▶ _What is being asked_: From the data, copy out every line in which the word "second" appears.

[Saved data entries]
"""
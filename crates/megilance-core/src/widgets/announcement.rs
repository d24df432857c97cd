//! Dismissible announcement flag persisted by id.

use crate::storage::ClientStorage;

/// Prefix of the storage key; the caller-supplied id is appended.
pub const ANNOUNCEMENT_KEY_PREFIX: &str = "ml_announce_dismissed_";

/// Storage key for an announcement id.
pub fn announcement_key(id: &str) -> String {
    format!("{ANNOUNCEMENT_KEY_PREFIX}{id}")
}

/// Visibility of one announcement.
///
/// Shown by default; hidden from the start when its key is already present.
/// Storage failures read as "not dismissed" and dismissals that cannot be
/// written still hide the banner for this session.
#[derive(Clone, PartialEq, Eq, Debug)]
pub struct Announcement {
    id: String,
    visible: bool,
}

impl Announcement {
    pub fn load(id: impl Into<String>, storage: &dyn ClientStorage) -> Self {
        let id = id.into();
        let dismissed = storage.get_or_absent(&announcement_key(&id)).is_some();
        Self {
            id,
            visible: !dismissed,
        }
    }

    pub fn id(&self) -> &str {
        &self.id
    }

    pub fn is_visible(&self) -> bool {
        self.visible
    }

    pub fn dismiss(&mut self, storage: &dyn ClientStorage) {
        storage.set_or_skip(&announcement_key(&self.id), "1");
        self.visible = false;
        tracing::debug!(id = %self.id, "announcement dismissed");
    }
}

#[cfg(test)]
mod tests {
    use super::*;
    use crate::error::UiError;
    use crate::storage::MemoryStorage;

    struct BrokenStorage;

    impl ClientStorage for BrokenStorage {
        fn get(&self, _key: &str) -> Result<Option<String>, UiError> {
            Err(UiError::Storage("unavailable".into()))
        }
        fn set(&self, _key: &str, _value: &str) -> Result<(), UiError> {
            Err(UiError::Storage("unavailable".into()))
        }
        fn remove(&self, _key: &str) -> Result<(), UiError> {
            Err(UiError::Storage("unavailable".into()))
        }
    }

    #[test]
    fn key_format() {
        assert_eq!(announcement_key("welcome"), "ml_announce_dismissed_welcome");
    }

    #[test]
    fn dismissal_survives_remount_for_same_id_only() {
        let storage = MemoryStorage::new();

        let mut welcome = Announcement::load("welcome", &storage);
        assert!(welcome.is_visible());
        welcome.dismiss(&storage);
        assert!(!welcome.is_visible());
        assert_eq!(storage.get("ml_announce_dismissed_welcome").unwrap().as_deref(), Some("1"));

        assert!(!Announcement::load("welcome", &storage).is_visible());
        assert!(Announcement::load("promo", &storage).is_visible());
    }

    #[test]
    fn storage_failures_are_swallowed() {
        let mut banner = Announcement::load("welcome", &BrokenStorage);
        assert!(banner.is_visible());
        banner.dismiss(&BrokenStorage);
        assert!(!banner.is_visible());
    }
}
"""
"""
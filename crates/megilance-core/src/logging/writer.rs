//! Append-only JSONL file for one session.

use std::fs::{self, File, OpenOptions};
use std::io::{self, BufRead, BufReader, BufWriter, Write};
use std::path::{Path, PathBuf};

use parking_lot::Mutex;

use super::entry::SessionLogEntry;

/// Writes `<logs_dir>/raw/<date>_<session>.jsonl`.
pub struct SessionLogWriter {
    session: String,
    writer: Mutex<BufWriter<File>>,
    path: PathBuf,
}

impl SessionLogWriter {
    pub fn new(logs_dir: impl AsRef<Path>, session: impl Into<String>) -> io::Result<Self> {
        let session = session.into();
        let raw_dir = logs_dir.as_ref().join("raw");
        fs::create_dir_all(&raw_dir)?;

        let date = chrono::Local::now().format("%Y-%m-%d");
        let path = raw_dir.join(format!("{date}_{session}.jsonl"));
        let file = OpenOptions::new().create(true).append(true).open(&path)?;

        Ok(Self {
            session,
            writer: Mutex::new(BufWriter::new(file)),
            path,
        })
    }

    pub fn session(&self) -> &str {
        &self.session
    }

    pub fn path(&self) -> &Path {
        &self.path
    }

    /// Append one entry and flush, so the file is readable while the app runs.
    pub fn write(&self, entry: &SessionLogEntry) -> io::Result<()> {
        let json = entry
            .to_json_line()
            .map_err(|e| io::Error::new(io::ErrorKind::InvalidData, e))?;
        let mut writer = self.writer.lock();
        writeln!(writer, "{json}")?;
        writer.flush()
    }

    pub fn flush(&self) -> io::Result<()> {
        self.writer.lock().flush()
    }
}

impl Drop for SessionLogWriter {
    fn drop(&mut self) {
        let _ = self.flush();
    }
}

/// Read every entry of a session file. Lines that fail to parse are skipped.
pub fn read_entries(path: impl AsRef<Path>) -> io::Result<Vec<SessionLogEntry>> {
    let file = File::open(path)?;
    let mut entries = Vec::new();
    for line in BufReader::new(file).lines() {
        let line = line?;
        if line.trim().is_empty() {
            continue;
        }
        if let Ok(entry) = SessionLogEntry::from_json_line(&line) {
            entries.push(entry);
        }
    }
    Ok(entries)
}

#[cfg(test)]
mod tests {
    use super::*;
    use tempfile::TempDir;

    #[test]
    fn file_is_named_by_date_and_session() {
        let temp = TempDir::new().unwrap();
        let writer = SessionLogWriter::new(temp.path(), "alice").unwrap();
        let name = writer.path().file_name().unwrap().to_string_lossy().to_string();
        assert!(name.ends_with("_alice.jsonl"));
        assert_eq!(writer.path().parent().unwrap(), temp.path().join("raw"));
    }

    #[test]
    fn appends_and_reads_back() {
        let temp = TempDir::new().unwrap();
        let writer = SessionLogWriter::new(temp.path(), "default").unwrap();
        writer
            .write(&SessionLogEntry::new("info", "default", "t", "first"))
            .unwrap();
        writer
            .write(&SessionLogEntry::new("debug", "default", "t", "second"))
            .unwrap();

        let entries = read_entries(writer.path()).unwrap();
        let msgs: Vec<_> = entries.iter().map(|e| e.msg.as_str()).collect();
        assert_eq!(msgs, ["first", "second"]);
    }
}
"""
▶ _Task response_:
            .write(&SessionLogEntry::new("debug", "default", "t", "second"))
        assert_eq!(msgs, ["first", "second"]);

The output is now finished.